Recall that according to Newton’s second law, forces cause acceleration. Newton’s universal law of gravitation says that the force acting upon (and therefore the acceleration of) an object toward Earth should be inversely proportional to the square of its distance from the center of Earth. Objects like apples at the surface of Earth, at a distance of one Earth-radius from the center of Earth, are observed to accelerate downward at 9.8 meters per second per second (9.8 m/s 2 ).

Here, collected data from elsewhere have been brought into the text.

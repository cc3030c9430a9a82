use std::path::PathBuf;
use thiserror::Error;

/// Structured error types for the lane label loader.
///
/// Each variant carries the context of its failure (the offending path, split name,
/// catalog index, ...) so callers can match on the kind without parsing messages.
#[derive(Error, Debug)]
pub enum LaneSegError {
    #[error("Configuration error: {message}")]
    Configuration { message: String },

    #[error("Unknown or unloadable split `{name}` (expected one of: train, val)")]
    InvalidSplit { name: String },

    #[error("Filesystem error: {operation} failed for {path:?}")]
    FileSystem {
        path: PathBuf,
        operation: String,
        #[source]
        source: std::io::Error,
    },

    #[error("Failed to read label map {path:?}")]
    LabelRead {
        path: PathBuf,
        #[source]
        source: Box<dyn std::error::Error + Send + Sync>,
    },

    #[error("Gave up reading {path:?} after {attempts} attempts: out of memory")]
    ResourceExhausted { path: PathBuf, attempts: u32 },

    #[error("Duplicate image id `{id}`: {first:?} and {second:?}")]
    DuplicateImageId {
        id: String,
        first: PathBuf,
        second: PathBuf,
    },

    #[error("Catalog index {index} is out of range (len {len})")]
    OutOfRange { index: usize, len: usize },

    #[error("Label map {path:?} contains value {value}, expected < {num_classes}")]
    InvalidLabelValue {
        path: PathBuf,
        value: u16,
        num_classes: usize,
    },

    #[error("Image file name {path:?} is not valid UTF-8")]
    NonUtf8FileName { path: PathBuf },

    #[error("Image error: {operation} failed")]
    Image {
        operation: String,
        #[source]
        source: image::ImageError,
    },
}

pub type Result<T> = std::result::Result<T, LaneSegError>;

impl LaneSegError {
    /// Errors a `LabelErrorPolicy::Skip` scan may step over.
    pub const fn is_per_file(&self) -> bool {
        matches!(
            self,
            Self::LabelRead { .. }
                | Self::InvalidLabelValue { .. }
                | Self::NonUtf8FileName { .. }
        )
    }
}

/// Convert I/O errors to filesystem errors.
///
/// Code that knows the path and operation should build `LaneSegError::FileSystem`
/// directly; this is the fallback for `?` on bare I/O calls.
impl From<std::io::Error> for LaneSegError {
    fn from(err: std::io::Error) -> Self {
        Self::FileSystem {
            path: PathBuf::from("unknown"),
            operation: "unknown".to_string(),
            source: err,
        }
    }
}

/// Convert image crate errors raised outside of label decoding (mask export).
impl From<image::ImageError> for LaneSegError {
    fn from(err: image::ImageError) -> Self {
        match err {
            image::ImageError::IoError(source) => Self::FileSystem {
                path: PathBuf::from("unknown"),
                operation: "image I/O".to_string(),
                source,
            },
            other => Self::Image {
                operation: "image codec".to_string(),
                source: other,
            },
        }
    }
}

/// Shape errors only come out of label-map and mask construction, where a decoded
/// buffer disagrees with the dimensions it reported.
impl From<ndarray::ShapeError> for LaneSegError {
    fn from(err: ndarray::ShapeError) -> Self {
        Self::LabelRead {
            path: PathBuf::from("unknown"),
            source: Box::new(err),
        }
    }
}
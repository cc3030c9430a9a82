use std::path::Path;
use std::time::Duration;

use image::error::{ImageError, LimitErrorKind};

use crate::errors::{LaneSegError, Result};
use crate::traits::Sleeper;

/// Bounded retry with quadratic backoff for reads that fail under memory pressure.
#[derive(Debug, Clone, Copy, PartialEq, Eq)]
pub struct RetryPolicy {
    pub max_attempts: u32,
    /// Attempt `n` is followed by a pause of `n² * base_delay`.
    pub base_delay: Duration,
}

impl RetryPolicy {
    pub const fn new(max_attempts: u32, base_delay: Duration) -> Self {
        Self {
            max_attempts,
            base_delay,
        }
    }

    /// Pause after the given 1-based failed attempt.
    pub fn delay_after(&self, attempt: u32) -> Duration {
        self.base_delay
            .saturating_mul(attempt.saturating_mul(attempt))
    }

    /// Run `read` until it succeeds, fails for a reason other than memory, or the
    /// attempt budget runs out.
    pub fn run<T, F, S>(&self, path: &Path, sleeper: &S, mut read: F) -> Result<T>
    where
        F: FnMut() -> std::result::Result<T, ImageError>,
        S: Sleeper + ?Sized,
    {
        for attempt in 1..=self.max_attempts {
            match read() {
                Ok(value) => return Ok(value),
                Err(err) if is_out_of_memory(&err) => {
                    if attempt == self.max_attempts {
                        break;
                    }
                    let delay = self.delay_after(attempt);
                    log::warn!(
                        "{err} while reading {}, attempt {attempt}/{}; retrying in {delay:?}",
                        path.display(),
                        self.max_attempts,
                    );
                    sleeper.sleep(delay);
                }
                Err(err) => {
                    return Err(LaneSegError::LabelRead {
                        path: path.to_path_buf(),
                        source: Box::new(err),
                    })
                }
            }
        }

        Err(LaneSegError::ResourceExhausted {
            path: path.to_path_buf(),
            attempts: self.max_attempts,
        })
    }
}

impl Default for RetryPolicy {
    fn default() -> Self {
        Self::new(99, Duration::from_secs(1))
    }
}

/// True for decode failures caused by running out of memory rather than by the file.
pub fn is_out_of_memory(err: &ImageError) -> bool {
    match err {
        ImageError::Limits(limit) => matches!(limit.kind(), LimitErrorKind::InsufficientMemory),
        ImageError::IoError(io) => io.kind() == std::io::ErrorKind::OutOfMemory,
        _ => false,
    }
}

#[cfg(test)]
mod tests {
    use super::*;
    use crate::mocks::{out_of_memory, RecordingSleeper};
    use std::cell::Cell;

    #[test]
    fn test_quadratic_delays() {
        let policy = RetryPolicy::new(5, Duration::from_millis(10));
        assert_eq!(policy.delay_after(1), Duration::from_millis(10));
        assert_eq!(policy.delay_after(2), Duration::from_millis(40));
        assert_eq!(policy.delay_after(3), Duration::from_millis(90));
    }

    #[test]
    fn test_succeeds_after_transient_failures() -> Result<()> {
        let policy = RetryPolicy::new(99, Duration::from_secs(1));
        let sleeper = RecordingSleeper::new();
        let calls = Cell::new(0);

        let value = policy.run(Path::new("a.png"), &sleeper, || {
            calls.set(calls.get() + 1);
            if calls.get() <= 3 {
                Err(out_of_memory())
            } else {
                Ok(42)
            }
        })?;

        assert_eq!(value, 42);
        assert_eq!(calls.get(), 4);
        assert_eq!(
            sleeper.recorded(),
            vec![
                Duration::from_secs(1),
                Duration::from_secs(4),
                Duration::from_secs(9)
            ]
        );
        Ok(())
    }

    #[test]
    fn test_exhausted_budget_is_fatal() {
        let policy = RetryPolicy::new(4, Duration::from_millis(1));
        let sleeper = RecordingSleeper::new();
        let calls = Cell::new(0);

        let result: Result<()> = policy.run(Path::new("big.png"), &sleeper, || {
            calls.set(calls.get() + 1);
            Err(out_of_memory())
        });

        assert!(matches!(
            result,
            Err(LaneSegError::ResourceExhausted { attempts: 4, .. })
        ));
        assert_eq!(calls.get(), 4);
        // no pause after the last attempt
        assert_eq!(sleeper.recorded().len(), 3);
    }

    #[test]
    fn test_other_errors_are_not_retried() {
        let policy = RetryPolicy::default();
        let sleeper = RecordingSleeper::new();
        let calls = Cell::new(0);

        let result: Result<()> = policy.run(Path::new("missing.png"), &sleeper, || {
            calls.set(calls.get() + 1);
            Err(ImageError::IoError(std::io::Error::from(
                std::io::ErrorKind::NotFound,
            )))
        });

        assert!(matches!(result, Err(LaneSegError::LabelRead { .. })));
        assert_eq!(calls.get(), 1);
        assert!(sleeper.recorded().is_empty());
    }

    #[test]
    fn test_out_of_memory_classification() {
        assert!(is_out_of_memory(&out_of_memory()));
        assert!(is_out_of_memory(&ImageError::IoError(
            std::io::Error::from(std::io::ErrorKind::OutOfMemory)
        )));
        assert!(!is_out_of_memory(&ImageError::IoError(
            std::io::Error::from(std::io::ErrorKind::NotFound)
        )));
    }
}
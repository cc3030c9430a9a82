use std::path::{Path, PathBuf};

use image::{GrayImage, Luma};
use ndarray::prelude::*;

use crate::errors::{LaneSegError, Result};
use crate::label::ClassLabelMap;

/// One boolean plane per foreground class, `[height, width, K - 1]`.
///
/// Plane `i` is true exactly where the label map holds class `i + 1`. Background
/// (class 0) has no plane.
#[derive(Debug, Clone, PartialEq, Eq)]
pub struct InstanceMaskStack {
    planes: Array3<bool>,
}

impl InstanceMaskStack {
    /// Build the planes for classes `1..num_classes` in ascending order.
    pub fn from_label_map(labels: &ClassLabelMap, num_classes: usize) -> Result<Self> {
        let labels = labels.view();
        let planes = (1..num_classes)
            .map(|class_id| labels.mapv(|v| usize::from(v) == class_id))
            .collect::<Vec<_>>();

        if planes.is_empty() {
            let (height, width) = labels.dim();
            return Ok(Self::empty(height, width));
        }

        let views = planes.iter().map(|p| p.view()).collect::<Vec<_>>();
        Ok(Self {
            planes: ndarray::stack(Axis(2), &views)?,
        })
    }

    /// A stack with no planes, left behind once a mask has been handed out.
    pub fn empty(height: usize, width: usize) -> Self {
        Self {
            planes: Array3::from_elem((height, width, 0), false),
        }
    }

    pub fn height(&self) -> usize {
        self.planes.dim().0
    }

    pub fn width(&self) -> usize {
        self.planes.dim().1
    }

    /// Number of planes, `K - 1` for a populated stack.
    pub fn depth(&self) -> usize {
        self.planes.dim().2
    }

    pub fn is_empty(&self) -> bool {
        self.depth() == 0
    }

    pub fn view(&self) -> ArrayView3<'_, bool> {
        self.planes.view()
    }

    pub fn into_inner(self) -> Array3<bool> {
        self.planes
    }

    /// Plane of a foreground class id (`1..K`).
    pub fn plane(&self, class_id: usize) -> Option<ArrayView2<'_, bool>> {
        (class_id >= 1 && class_id <= self.depth())
            .then(|| self.planes.index_axis(Axis(2), class_id - 1))
    }

    /// Pixel count of a class.
    pub fn class_area(&self, class_id: usize) -> usize {
        self.plane(class_id)
            .map_or(0, |plane| plane.iter().filter(|&&v| v).count())
    }

    /// Pixels covered by any class.
    pub fn union(&self) -> Array2<bool> {
        self.planes
            .map_axis(Axis(2), |planes| planes.iter().any(|&v| v))
    }

    /// Recover the class index of every pixel: the class of its set plane, or 0.
    pub fn to_label_map(&self) -> ClassLabelMap {
        let values = self.planes.map_axis(Axis(2), |planes| {
            planes
                .iter()
                .position(|&v| v)
                .map_or(0, |i| (i + 1) as u16)
        });
        ClassLabelMap::new(values)
    }

    /// Write each plane as an 8-bit PNG (`{id}_class{c}.png`, 255 = set).
    pub fn save_planes(&self, dir: &Path, id: &str) -> Result<Vec<PathBuf>> {
        std::fs::create_dir_all(dir).map_err(|e| LaneSegError::FileSystem {
            path: dir.to_path_buf(),
            operation: "create mask export directory".to_string(),
            source: e,
        })?;

        let (height, width) = (self.height() as u32, self.width() as u32);
        (1..=self.depth())
            .map(|class_id| {
                let plane = self.planes.index_axis(Axis(2), class_id - 1);
                let image = GrayImage::from_fn(width, height, |x, y| {
                    Luma([if plane[[y as usize, x as usize]] { 255 } else { 0 }])
                });
                let path = dir.join(format!("{id}_class{class_id}.png"));
                image.save(&path).map_err(|e| LaneSegError::FileSystem {
                    path: path.clone(),
                    operation: "write mask plane".to_string(),
                    source: std::io::Error::other(e),
                })?;
                Ok(path)
            })
            .collect()
    }
}
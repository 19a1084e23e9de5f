//! CLI argument definitions

use std::path::PathBuf;

use clap::{Parser, Subcommand};

#[derive(Parser)]
#[command(name = "fisca")]
#[command(about = "Fisca - budget-transparency portal backend", version)]
pub struct Cli {
    /// Path to the SQLite database file
    #[arg(long, global = true, default_value = "fisca.db")]
    pub db: PathBuf,

    /// Enable verbose (debug) logging
    #[arg(short, long, global = true)]
    pub verbose: bool,

    #[command(subcommand)]
    pub command: Commands,
}

#[derive(Subcommand)]
pub enum Commands {
    /// Initialize the database
    Init,

    /// Import documents through the reconciliation engine
    ///
    /// Proposals are extracted first, then budget sheets; the reconciled
    /// review queue is printed before anything is written. Nothing is
    /// committed without --commit.
    Import {
        /// Project proposal files (PDF or text), repeatable
        #[arg(long = "proposal", value_name = "FILE")]
        proposals: Vec<PathBuf>,

        /// Budget approval sheets (CSV), repeatable
        #[arg(long = "budget", value_name = "FILE")]
        budgets: Vec<PathBuf>,

        /// Write the reconciled drafts to the store
        #[arg(long)]
        commit: bool,

        /// Use the built-in mock extractor instead of the configured backend
        #[arg(long)]
        mock: bool,

        /// Print the review queue and commit report as JSON
        #[arg(long)]
        json: bool,
    },

    /// List or inspect persisted projects
    Projects {
        #[command(subcommand)]
        action: Option<ProjectsAction>,
    },

    /// Show the recent commit audit trail
    Log {
        /// Maximum entries to show
        #[arg(long, default_value_t = 20)]
        limit: i64,
    },

    /// Test the configured extraction backend
    Extractor {
        #[command(subcommand)]
        action: ExtractorAction,
    },

    /// Start the web server
    Serve {
        /// Port to listen on
        #[arg(short, long, default_value_t = 3000)]
        port: u16,

        /// Host to bind to
        #[arg(long, default_value = "127.0.0.1")]
        host: String,

        /// Directory with static frontend files to serve
        #[arg(long)]
        static_dir: Option<String>,

        /// Allowed CORS origin, repeatable
        #[arg(long = "cors-origin")]
        cors_origins: Vec<String>,
    },

    /// Show database status
    Status,
}

#[derive(Subcommand)]
pub enum ProjectsAction {
    /// List all projects
    List {
        /// Only projects with no attached files
        #[arg(long)]
        missing_files: bool,
    },
    /// Show one project with its attachments
    Show { id: i64 },
}

#[derive(Subcommand)]
pub enum ExtractorAction {
    /// Check backend availability
    Health,
    /// Extract a single file and print the items
    Test {
        /// File to extract
        #[arg(long)]
        file: PathBuf,

        /// Which collection the file belongs to: project or budget
        #[arg(long, default_value = "budget")]
        kind: String,
    },
}
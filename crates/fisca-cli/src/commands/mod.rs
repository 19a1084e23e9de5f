//! Command implementations

mod core;
mod extractor;
mod import;
mod projects;
mod serve;

pub use core::*;
pub use extractor::*;
pub use import::*;
pub use projects::*;
pub use serve::*;

use std::path::Path;

use anyhow::{Context, Result};
use fisca_core::store::Database;

/// Open the database, creating it if necessary
pub fn open_db(path: &Path) -> Result<Database> {
    Database::new(&path.to_string_lossy())
        .with_context(|| format!("Failed to open database: {}", path.display()))
}
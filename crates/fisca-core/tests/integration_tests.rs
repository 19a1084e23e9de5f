//! Integration tests for fisca-core
//!
//! These tests exercise the full upload → reconcile → review → commit
//! workflow against a throwaway database and the mock extractor.

use fisca_core::{
    CommitAction, Committer, DraftStatus, MockExtractor, ProjectPatch, ReviewSession, SourceKind,
};
use fisca_core::store::Database;

fn budget_sheet() -> Vec<(String, Option<String>, Vec<u8>)> {
    vec![(
        "approvals.csv".to_string(),
        Some("text/csv".to_string()),
        b"name,organization,requested,approved\n\
          Tree Planting Day,Env Club,5000,4500\n"
            .to_vec(),
    )]
}

fn proposal(requested: &str) -> Vec<(String, Option<String>, Vec<u8>)> {
    vec![(
        "tree_planting_proposal.txt".to_string(),
        Some("text/plain".to_string()),
        format!(
            "tree planting day\n\
             Organization: Env Club\n\
             Requested: {}\n\
             Rationale: a greener campus\n\
             Objective: plant 200 trees\n",
            requested
        )
        .into_bytes(),
    )]
}

#[tokio::test]
async fn test_full_import_workflow() {
    let db = Database::in_memory().unwrap();
    let extractor = MockExtractor::new();

    let mut session = ReviewSession::begin(&db).await.unwrap();

    // Stage one: budget sheet. Stage two: proposal with a requested amount
    // 300 over the sheet, which must raise the integrity flag.
    session
        .ingest_batch(budget_sheet(), SourceKind::BudgetDocument, &extractor)
        .await;
    session
        .ingest_batch(proposal("5,300"), SourceKind::ProjectDocument, &extractor)
        .await;

    let finalized = session.finalize();
    assert_eq!(finalized.len(), 1, "the pair must merge into one draft");

    let merged = &finalized[0];
    assert_eq!(merged.status, DraftStatus::Linked);
    assert_eq!(
        merged.source_file,
        "approvals.csv + tree_planting_proposal.txt"
    );
    // approved comes from the budget sheet, narrative from the proposal
    assert_eq!(merged.fields.approved_amount, Some(4500.0));
    assert_eq!(merged.fields.rationale.as_deref(), Some("a greener campus"));
    assert_eq!(merged.fields.objectives, vec!["plant 200 trees".to_string()]);

    let flag = merged.integrity_flag.expect("300 over the threshold");
    assert_eq!(flag.requested_by_budget_doc, 5000.0);
    assert_eq!(flag.requested_by_project_doc, 5300.0);

    // Commit: one record created, the proposal file attached.
    let report = Committer::new(&db).commit_session(session).await;
    assert_eq!(report.created, 1);
    assert_eq!(report.failed, 0);
    assert_eq!(report.files_attached, 1);

    let projects = db.list_projects_sync().unwrap();
    assert_eq!(projects.len(), 1);
    assert_eq!(projects[0].approved_amount, Some(4500.0));
    assert_eq!(projects[0].file_count, 1);
}

#[tokio::test]
async fn test_reimport_is_idempotent() {
    let db = Database::in_memory().unwrap();
    let extractor = MockExtractor::new();

    // First import creates the record.
    let mut session = ReviewSession::begin(&db).await.unwrap();
    session
        .ingest_batch(budget_sheet(), SourceKind::BudgetDocument, &extractor)
        .await;
    let report = Committer::new(&db).commit_session(session).await;
    assert_eq!(report.created, 1);

    // Re-running the same import matches the persisted record and updates
    // it instead of creating a duplicate.
    let mut session = ReviewSession::begin(&db).await.unwrap();
    session
        .ingest_batch(budget_sheet(), SourceKind::BudgetDocument, &extractor)
        .await;

    let finalized = session.finalize();
    assert_eq!(finalized[0].status, DraftStatus::Update);

    let report = Committer::new(&db).commit_session(session).await;
    assert_eq!(report.created, 0);
    assert_eq!(report.updated, 1);
    assert_eq!(db.list_projects_sync().unwrap().len(), 1);
}

#[tokio::test]
async fn test_boundary_difference_does_not_flag() {
    let db = Database::in_memory().unwrap();
    let extractor = MockExtractor::new();

    let mut session = ReviewSession::begin(&db).await.unwrap();
    session
        .ingest_batch(budget_sheet(), SourceKind::BudgetDocument, &extractor)
        .await;
    // 5100 vs 5000: exactly on the threshold, treated as rounding
    session
        .ingest_batch(proposal("5,100"), SourceKind::ProjectDocument, &extractor)
        .await;

    let finalized = session.finalize();
    assert_eq!(finalized[0].status, DraftStatus::Linked);
    assert!(finalized[0].integrity_flag.is_none());
}

#[tokio::test]
async fn test_review_edits_survive_into_commit() {
    let db = Database::in_memory().unwrap();
    let extractor = MockExtractor::new();

    let mut session = ReviewSession::begin(&db).await.unwrap();
    session
        .ingest_batch(budget_sheet(), SourceKind::BudgetDocument, &extractor)
        .await;

    let draft_id = session.finalize()[0].id;
    session
        .edit_draft(
            draft_id,
            ProjectPatch {
                approved_amount: Some(4200.0),
                responsible: Some("Pat Doe".to_string()),
                ..Default::default()
            },
        )
        .unwrap();

    let report = Committer::new(&db).commit_session(session).await;
    assert_eq!(report.created, 1);

    let project = &db.list_projects_sync().unwrap()[0];
    assert_eq!(project.approved_amount, Some(4200.0));
    assert_eq!(project.responsible.as_deref(), Some("Pat Doe"));
}

#[tokio::test]
async fn test_promote_then_commit_updates_the_new_record() {
    let db = Database::in_memory().unwrap();
    let extractor = MockExtractor::new();

    let mut session = ReviewSession::begin(&db).await.unwrap();
    session
        .ingest_batch(budget_sheet(), SourceKind::BudgetDocument, &extractor)
        .await;

    let draft_id = session.finalize()[0].id;
    let project_id = session.promote_draft(draft_id, &db).await.unwrap();

    // the draft is now linked to the freshly created record
    let finalized = session.finalize();
    assert_eq!(finalized[0].linked_project_id, Some(project_id));
    assert_eq!(finalized[0].status, DraftStatus::Update);

    let report = Committer::new(&db).commit_session(session).await;
    assert_eq!(report.created, 0);
    assert_eq!(report.updated, 1);
    assert_eq!(db.list_projects_sync().unwrap().len(), 1);

    match report.outcomes[0].action {
        CommitAction::Updated { project_id: id, .. } => assert_eq!(id, project_id),
        _ => panic!("expected an update to the promoted record"),
    }
}

#[tokio::test]
async fn test_commit_log_records_outcomes() {
    let db = Database::in_memory().unwrap();
    let extractor = MockExtractor::new();

    let mut session = ReviewSession::begin(&db).await.unwrap();
    session
        .ingest_batch(budget_sheet(), SourceKind::BudgetDocument, &extractor)
        .await;

    let report = Committer::new(&db).commit_session(session).await;
    for outcome in &report.outcomes {
        let (action, project_id, error) = match &outcome.action {
            CommitAction::Created { project_id, .. } => ("created", Some(*project_id), None),
            CommitAction::Updated { project_id, .. } => ("updated", Some(*project_id), None),
            CommitAction::Failed { error } => ("failed", None, Some(error.as_str())),
        };
        db.log_commit(&outcome.source_file, action, project_id, error)
            .unwrap();
    }

    let log = db.list_import_log(10).unwrap();
    assert_eq!(log.len(), 1);
    assert_eq!(log[0].action, "created");
    assert_eq!(log[0].source_file, "approvals.csv");
}
//! HTTP request handlers organized by domain
//!
//! Each submodule contains handlers for a specific API area.

pub mod import;
pub mod projects;

// Re-export all handlers for use in router
pub use import::*;
pub use projects::*;

use axum::Json;

/// GET /api/health - Liveness probe
pub async fn health() -> Json<serde_json::Value> {
    Json(serde_json::json!({"status": "ok"}))
}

It is this force of gravity on the surface of Earth that gives us our sense of weight. Unlike your mass, which would remain the same on any planet or moon, your weight depends on the local force of gravity. So you would weigh less on Mars and the Moon than on Earth, even though there is no change in your mass. (Which means you would still have to go easy on the desserts in the college cafeteria when you got back!)

The Moon is 60 Earth radii away from the center of Earth. If gravity (and the acceleration it causes) gets weaker with distance squared, the acceleration the Moon experiences should be a lot less than for the apple. The acceleration should be (1/60) 2 = 1/3600 (or 3600 times less—about 0.00272 m/s 2 . This is precisely the observed acceleration of the Moon in its orbit. (As we shall see, the Moon does not fall to Earth with this acceleration, but falls around Earth.) Imagine the thrill Newton must have felt to realize he had discovered, and verified, a law that holds for Earth, apples, the Moon, and, as far as he knew, everything in the universe.

Calculating weight

By what factor would a person’s weight at the surface of Earth change if Earth had its present mass but eight times its present volume?

Solution

With eight times the volume, Earth’s radius would double. This means the gravitational force at the surface would reduce by a factor of (1/2) 2 = 1/4, so a person would weigh only one-fourth as much.

Check your learning

By what factor would a person’s weight at the surface of Earth change if Earth had its present size but only one-third its present mass?

Answer:

With one-third its present mass, the gravitational force at the surface would reduce by a factor of 1/3, so a person would weight only one-third as much.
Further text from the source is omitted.